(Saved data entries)
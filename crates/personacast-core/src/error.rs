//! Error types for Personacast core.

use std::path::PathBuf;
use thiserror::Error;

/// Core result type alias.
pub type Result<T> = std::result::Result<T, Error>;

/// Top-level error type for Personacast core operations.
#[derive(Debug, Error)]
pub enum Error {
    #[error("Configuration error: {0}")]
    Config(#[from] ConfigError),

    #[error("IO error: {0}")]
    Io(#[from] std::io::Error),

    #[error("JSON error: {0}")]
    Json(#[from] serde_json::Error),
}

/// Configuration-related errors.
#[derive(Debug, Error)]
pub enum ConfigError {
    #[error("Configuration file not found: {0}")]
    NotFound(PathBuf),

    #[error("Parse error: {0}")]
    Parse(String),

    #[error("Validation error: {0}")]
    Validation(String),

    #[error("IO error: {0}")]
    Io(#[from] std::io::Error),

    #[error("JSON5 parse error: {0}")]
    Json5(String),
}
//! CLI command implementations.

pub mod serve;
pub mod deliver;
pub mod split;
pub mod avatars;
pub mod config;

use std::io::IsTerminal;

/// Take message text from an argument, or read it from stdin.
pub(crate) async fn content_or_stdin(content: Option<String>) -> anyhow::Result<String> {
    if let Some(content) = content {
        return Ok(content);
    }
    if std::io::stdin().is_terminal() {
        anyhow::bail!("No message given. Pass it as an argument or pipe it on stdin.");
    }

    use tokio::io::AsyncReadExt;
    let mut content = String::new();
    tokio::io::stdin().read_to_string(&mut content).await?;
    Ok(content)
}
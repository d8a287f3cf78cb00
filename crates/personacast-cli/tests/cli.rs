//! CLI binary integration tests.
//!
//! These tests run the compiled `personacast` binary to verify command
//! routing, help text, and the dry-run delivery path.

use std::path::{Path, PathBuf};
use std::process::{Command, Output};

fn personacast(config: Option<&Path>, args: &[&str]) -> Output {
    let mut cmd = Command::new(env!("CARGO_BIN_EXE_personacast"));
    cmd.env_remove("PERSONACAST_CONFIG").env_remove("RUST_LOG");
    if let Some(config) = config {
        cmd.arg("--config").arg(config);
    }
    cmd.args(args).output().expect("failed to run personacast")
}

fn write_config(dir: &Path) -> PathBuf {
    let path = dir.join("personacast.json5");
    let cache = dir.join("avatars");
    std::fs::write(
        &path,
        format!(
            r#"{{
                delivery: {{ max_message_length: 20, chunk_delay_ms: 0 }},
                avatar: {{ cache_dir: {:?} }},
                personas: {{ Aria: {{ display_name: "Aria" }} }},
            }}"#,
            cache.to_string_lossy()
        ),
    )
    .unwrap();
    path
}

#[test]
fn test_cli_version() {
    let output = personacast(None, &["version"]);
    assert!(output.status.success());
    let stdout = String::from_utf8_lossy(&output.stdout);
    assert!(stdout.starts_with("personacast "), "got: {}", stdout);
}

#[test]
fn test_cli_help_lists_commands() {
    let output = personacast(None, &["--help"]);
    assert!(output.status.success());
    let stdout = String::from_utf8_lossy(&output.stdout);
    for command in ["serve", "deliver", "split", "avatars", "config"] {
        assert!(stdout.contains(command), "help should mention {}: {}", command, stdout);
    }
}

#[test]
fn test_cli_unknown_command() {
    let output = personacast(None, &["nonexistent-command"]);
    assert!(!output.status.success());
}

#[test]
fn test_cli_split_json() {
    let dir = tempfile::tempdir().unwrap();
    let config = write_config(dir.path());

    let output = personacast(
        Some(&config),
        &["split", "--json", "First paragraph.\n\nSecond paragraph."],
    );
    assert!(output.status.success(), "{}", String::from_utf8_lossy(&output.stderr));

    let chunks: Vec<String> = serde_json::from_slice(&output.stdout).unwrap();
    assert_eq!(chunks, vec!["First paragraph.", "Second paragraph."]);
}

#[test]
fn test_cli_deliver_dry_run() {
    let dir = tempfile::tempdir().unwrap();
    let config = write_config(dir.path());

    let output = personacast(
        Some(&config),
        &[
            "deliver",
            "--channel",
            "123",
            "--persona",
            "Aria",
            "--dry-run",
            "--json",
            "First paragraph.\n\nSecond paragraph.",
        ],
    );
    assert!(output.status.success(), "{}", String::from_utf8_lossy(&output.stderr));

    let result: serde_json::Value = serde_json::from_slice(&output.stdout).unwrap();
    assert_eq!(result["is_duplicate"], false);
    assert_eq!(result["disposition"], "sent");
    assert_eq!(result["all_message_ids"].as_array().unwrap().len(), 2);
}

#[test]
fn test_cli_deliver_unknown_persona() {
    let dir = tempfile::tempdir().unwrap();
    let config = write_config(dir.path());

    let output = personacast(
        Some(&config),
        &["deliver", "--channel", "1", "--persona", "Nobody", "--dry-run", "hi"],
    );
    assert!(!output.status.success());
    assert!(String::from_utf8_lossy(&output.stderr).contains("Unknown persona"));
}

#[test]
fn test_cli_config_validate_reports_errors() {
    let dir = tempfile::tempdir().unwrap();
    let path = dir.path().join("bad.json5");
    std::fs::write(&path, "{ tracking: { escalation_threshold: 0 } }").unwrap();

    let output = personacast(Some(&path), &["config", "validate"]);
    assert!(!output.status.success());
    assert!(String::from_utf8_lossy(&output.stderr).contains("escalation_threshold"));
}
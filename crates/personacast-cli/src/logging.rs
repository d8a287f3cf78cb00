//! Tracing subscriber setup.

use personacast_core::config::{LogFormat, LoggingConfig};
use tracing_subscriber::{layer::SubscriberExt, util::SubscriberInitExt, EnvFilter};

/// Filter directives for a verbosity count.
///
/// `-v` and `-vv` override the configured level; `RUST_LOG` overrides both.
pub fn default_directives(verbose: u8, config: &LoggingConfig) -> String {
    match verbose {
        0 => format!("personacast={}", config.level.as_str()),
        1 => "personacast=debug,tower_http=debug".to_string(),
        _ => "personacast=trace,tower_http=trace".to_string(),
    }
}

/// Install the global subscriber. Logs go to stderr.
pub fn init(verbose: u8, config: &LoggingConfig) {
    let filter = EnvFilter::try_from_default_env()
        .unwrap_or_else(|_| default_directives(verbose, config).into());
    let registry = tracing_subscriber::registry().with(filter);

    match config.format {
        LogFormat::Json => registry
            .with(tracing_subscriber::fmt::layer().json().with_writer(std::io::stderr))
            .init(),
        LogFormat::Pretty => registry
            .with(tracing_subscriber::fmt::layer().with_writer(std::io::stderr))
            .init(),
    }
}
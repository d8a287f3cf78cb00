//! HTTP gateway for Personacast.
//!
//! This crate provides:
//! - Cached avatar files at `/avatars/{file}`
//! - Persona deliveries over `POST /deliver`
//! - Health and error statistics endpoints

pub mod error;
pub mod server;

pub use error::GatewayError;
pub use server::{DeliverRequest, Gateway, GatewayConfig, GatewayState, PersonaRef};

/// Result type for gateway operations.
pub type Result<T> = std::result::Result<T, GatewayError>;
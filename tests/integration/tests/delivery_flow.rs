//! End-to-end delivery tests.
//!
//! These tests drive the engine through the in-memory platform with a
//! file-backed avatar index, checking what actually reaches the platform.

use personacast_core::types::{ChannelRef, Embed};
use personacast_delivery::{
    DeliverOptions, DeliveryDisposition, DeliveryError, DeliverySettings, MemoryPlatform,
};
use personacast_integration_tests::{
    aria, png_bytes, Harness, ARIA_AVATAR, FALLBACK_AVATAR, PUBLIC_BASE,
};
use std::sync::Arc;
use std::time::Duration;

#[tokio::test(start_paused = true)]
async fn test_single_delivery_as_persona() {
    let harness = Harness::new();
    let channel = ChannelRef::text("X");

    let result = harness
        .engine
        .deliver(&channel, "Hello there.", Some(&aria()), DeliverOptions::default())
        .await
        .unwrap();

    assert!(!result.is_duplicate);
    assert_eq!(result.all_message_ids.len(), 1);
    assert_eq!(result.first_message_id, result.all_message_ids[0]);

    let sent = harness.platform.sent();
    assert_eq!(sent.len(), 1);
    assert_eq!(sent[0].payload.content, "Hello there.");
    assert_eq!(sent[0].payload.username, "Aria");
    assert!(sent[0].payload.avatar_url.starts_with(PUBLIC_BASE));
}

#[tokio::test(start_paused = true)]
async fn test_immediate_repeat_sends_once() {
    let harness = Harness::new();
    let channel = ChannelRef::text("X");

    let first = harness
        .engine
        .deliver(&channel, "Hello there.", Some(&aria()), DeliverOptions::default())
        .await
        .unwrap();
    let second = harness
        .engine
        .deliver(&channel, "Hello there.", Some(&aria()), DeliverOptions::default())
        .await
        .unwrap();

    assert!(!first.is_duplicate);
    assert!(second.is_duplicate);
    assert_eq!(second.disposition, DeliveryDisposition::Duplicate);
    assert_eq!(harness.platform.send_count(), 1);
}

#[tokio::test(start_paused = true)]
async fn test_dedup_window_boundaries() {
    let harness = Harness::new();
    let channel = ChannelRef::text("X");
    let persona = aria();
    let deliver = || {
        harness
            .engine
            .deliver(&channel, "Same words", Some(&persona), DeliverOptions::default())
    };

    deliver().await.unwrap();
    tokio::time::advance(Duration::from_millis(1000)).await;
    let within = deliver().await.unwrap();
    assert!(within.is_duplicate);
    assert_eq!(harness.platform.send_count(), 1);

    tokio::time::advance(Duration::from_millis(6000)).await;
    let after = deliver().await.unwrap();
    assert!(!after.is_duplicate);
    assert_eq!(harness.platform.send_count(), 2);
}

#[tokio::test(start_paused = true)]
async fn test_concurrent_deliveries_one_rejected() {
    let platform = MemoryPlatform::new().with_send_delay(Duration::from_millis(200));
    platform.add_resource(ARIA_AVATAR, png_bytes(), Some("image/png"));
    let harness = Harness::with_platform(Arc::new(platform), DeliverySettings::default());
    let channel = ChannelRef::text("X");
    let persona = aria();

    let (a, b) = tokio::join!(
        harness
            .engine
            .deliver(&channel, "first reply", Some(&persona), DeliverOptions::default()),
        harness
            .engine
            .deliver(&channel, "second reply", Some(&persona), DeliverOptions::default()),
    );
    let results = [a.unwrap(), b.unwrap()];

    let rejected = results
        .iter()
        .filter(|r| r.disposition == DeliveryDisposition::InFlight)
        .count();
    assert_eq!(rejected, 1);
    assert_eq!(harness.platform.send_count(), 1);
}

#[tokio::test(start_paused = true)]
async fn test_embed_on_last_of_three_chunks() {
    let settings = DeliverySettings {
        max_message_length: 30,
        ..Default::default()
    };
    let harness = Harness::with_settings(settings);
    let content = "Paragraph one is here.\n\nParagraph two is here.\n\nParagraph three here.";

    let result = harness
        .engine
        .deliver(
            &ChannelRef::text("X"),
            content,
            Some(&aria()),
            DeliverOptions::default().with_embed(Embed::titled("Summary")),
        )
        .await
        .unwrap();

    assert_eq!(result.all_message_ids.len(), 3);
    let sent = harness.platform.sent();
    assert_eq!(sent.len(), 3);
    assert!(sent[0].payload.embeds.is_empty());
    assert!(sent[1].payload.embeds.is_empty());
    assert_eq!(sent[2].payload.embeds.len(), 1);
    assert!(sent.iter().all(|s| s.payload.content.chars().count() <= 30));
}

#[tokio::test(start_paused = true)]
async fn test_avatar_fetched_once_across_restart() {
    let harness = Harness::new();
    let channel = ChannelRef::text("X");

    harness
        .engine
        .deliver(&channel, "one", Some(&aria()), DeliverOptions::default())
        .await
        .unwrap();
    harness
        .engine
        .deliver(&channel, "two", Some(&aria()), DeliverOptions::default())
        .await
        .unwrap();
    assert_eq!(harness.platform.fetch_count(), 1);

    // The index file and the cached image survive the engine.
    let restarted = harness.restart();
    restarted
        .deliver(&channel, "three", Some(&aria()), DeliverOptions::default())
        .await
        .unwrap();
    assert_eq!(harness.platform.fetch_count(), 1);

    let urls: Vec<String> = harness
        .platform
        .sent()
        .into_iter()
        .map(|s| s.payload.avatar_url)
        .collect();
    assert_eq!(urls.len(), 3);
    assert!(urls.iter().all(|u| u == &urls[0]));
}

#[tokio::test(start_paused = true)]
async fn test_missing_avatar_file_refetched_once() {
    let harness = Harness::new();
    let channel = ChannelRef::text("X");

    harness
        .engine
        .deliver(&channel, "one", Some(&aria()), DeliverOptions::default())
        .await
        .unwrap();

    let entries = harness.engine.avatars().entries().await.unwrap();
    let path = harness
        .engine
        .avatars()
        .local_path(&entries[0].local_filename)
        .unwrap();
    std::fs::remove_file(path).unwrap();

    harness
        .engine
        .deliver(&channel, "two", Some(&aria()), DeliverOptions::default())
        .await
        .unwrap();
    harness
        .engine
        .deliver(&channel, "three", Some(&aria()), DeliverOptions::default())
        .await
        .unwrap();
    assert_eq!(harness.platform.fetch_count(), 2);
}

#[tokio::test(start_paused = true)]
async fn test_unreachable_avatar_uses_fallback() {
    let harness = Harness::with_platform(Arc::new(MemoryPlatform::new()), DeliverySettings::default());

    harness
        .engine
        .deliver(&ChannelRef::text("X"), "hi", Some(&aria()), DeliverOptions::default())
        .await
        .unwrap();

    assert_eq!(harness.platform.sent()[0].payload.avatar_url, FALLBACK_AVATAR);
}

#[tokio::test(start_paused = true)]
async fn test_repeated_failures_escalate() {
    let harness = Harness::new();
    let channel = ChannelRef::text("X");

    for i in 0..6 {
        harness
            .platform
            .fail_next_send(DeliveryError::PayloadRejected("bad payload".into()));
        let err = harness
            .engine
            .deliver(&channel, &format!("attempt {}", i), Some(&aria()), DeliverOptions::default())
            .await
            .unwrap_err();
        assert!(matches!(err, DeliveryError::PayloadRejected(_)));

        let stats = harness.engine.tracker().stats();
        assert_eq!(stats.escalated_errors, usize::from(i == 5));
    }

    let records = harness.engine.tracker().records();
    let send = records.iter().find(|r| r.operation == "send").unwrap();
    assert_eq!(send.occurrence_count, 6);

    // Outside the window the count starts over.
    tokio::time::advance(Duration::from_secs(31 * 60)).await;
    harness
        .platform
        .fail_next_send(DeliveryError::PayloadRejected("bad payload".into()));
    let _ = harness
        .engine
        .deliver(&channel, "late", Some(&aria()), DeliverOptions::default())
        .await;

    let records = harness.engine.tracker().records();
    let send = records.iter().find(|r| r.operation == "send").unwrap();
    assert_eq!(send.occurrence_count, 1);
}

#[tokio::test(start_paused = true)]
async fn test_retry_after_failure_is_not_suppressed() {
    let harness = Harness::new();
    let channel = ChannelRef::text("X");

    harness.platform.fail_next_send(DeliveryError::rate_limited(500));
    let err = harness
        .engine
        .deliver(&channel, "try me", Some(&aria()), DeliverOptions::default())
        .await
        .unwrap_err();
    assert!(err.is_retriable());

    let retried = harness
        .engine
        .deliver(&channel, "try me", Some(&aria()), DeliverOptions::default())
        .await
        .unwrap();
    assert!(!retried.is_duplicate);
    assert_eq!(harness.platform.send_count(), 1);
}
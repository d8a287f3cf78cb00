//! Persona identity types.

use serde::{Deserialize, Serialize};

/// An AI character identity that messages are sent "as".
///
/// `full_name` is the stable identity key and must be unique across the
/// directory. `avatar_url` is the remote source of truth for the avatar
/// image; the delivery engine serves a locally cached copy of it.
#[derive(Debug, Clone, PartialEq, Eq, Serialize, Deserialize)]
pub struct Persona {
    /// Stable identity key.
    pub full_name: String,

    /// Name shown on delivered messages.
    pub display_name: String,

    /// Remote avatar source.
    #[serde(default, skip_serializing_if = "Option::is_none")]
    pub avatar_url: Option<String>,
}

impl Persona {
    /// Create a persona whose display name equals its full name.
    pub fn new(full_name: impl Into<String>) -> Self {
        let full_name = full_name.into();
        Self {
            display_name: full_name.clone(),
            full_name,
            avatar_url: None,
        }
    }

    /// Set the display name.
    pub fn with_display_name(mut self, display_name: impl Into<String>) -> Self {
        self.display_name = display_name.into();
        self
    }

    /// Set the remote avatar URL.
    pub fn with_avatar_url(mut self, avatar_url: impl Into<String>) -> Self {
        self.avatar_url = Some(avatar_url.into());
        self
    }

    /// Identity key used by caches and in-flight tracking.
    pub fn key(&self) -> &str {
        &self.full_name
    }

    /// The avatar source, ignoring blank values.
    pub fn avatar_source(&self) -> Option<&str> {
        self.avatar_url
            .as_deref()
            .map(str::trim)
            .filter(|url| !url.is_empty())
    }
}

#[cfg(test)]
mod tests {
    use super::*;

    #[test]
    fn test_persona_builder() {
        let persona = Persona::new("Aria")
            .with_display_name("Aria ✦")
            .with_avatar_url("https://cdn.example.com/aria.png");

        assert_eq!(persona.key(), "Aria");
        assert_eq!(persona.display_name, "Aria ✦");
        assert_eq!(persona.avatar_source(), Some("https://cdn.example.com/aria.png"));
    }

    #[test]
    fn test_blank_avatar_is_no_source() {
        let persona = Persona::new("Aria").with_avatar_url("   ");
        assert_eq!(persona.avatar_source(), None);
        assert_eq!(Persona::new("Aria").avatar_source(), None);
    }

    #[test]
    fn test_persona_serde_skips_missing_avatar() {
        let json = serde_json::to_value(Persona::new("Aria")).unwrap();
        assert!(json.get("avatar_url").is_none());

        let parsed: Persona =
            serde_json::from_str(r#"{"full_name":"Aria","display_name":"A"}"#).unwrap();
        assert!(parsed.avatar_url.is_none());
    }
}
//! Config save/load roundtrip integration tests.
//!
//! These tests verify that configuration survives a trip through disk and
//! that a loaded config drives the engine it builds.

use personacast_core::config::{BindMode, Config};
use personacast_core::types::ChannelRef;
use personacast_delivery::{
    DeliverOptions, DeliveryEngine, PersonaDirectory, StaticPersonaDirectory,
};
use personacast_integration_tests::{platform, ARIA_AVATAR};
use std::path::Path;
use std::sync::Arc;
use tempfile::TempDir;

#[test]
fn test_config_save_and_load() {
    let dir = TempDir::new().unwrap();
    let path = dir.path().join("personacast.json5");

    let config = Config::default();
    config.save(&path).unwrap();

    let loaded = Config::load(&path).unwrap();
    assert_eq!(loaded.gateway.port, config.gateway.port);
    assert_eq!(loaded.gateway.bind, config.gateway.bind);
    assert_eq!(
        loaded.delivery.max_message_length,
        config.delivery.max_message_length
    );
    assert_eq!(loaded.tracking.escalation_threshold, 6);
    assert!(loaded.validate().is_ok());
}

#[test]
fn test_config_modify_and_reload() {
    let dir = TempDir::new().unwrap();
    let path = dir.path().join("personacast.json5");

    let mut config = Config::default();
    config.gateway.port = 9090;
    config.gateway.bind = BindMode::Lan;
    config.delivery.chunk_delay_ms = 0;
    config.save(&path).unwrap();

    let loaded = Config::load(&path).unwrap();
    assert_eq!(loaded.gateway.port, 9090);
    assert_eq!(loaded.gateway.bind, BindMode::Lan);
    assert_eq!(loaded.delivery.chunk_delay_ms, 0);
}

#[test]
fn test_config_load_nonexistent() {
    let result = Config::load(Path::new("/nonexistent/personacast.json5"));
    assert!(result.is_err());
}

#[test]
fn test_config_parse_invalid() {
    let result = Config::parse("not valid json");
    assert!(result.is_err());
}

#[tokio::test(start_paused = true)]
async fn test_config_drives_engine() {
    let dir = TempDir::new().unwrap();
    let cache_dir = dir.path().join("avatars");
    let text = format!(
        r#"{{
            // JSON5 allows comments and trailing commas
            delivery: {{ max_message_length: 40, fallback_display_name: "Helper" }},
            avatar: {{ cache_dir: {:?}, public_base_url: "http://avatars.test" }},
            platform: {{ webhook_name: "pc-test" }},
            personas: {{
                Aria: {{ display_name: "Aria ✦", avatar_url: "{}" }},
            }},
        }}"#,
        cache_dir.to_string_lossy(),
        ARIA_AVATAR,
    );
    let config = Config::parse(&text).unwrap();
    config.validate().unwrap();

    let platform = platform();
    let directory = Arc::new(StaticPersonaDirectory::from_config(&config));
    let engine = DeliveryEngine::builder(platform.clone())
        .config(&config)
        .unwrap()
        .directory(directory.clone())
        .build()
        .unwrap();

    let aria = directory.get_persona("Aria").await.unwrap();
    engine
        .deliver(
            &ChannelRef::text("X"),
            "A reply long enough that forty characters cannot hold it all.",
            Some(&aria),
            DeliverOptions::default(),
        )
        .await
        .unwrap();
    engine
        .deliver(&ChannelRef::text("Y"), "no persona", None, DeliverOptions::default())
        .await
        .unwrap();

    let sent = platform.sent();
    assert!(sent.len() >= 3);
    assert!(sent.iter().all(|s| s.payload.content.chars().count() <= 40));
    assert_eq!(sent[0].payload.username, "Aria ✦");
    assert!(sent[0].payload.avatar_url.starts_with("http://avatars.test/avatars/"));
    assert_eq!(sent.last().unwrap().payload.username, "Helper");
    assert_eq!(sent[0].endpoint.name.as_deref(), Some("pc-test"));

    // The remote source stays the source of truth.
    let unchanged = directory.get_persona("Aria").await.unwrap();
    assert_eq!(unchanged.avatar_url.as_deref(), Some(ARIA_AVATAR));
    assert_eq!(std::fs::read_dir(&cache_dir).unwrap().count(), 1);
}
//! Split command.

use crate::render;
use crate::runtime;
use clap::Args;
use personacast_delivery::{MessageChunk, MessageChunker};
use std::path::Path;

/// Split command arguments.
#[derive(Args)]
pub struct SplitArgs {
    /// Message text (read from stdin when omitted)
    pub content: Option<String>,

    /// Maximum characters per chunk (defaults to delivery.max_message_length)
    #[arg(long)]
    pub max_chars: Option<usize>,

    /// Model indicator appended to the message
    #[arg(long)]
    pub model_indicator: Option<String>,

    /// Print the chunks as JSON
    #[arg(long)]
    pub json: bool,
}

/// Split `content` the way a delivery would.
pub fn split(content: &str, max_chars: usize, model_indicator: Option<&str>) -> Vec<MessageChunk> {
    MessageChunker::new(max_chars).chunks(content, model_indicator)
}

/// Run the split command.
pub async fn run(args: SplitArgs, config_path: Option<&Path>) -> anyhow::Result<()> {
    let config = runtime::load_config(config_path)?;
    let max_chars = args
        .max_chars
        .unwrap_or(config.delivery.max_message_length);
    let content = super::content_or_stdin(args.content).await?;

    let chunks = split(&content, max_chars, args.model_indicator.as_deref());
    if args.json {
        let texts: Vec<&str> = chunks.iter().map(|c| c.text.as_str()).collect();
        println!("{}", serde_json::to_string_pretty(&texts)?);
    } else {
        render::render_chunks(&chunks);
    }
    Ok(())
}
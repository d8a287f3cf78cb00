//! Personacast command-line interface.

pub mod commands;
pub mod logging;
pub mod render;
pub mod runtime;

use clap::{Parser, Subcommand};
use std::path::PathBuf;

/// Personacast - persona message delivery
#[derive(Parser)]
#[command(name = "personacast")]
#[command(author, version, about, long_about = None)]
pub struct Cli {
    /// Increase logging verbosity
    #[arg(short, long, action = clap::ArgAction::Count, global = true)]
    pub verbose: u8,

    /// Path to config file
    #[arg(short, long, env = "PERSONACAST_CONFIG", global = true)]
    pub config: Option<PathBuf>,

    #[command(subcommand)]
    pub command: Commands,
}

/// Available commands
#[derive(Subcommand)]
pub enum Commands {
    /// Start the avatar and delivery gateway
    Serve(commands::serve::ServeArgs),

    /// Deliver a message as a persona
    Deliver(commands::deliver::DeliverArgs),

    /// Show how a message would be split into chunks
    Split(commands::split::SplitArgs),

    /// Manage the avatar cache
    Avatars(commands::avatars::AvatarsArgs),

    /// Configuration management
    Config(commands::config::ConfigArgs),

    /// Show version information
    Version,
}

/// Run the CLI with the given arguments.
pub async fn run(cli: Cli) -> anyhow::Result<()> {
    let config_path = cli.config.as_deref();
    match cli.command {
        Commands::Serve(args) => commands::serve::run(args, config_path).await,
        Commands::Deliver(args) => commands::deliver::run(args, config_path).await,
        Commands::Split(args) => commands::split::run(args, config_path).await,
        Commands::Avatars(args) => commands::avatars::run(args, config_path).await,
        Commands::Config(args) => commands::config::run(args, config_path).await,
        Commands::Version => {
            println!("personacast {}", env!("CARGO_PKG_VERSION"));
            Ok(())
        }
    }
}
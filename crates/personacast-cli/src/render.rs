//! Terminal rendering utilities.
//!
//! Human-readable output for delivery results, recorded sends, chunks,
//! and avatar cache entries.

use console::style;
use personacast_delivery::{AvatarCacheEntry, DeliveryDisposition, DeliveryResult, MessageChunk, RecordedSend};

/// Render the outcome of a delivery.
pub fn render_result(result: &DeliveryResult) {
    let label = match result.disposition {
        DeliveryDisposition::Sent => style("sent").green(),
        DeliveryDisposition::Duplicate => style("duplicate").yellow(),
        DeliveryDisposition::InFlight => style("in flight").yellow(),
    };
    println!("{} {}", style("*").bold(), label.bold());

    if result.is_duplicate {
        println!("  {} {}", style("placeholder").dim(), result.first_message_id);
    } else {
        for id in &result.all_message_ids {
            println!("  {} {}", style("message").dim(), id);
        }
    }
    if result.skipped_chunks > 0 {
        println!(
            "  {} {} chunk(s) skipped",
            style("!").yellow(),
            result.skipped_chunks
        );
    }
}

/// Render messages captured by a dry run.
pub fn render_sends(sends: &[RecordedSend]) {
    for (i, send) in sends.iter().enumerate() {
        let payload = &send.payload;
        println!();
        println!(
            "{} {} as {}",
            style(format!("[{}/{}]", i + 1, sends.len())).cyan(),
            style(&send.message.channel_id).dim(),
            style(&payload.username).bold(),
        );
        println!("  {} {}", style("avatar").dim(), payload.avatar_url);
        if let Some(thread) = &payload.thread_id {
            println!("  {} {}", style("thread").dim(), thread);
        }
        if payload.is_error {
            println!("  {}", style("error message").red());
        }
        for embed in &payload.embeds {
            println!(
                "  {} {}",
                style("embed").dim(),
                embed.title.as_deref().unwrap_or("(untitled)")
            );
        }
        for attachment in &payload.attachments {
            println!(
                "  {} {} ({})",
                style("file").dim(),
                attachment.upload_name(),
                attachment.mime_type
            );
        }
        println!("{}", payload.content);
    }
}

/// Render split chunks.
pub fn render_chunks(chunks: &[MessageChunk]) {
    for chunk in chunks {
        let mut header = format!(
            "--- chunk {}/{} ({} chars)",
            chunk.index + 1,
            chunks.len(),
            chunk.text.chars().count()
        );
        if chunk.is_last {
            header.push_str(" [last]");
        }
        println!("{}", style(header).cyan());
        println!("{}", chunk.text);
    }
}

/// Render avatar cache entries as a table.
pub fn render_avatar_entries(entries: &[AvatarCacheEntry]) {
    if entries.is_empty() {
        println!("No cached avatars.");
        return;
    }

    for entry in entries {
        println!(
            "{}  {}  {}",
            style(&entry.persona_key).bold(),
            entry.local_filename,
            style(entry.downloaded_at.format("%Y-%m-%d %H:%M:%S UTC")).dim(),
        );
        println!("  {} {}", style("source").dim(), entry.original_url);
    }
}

Task item – Find each line in the records holding the string "would" and show it.

Answer space –
/// Split `content` the way a delivery would.
    /// Show how a message would be split into chunks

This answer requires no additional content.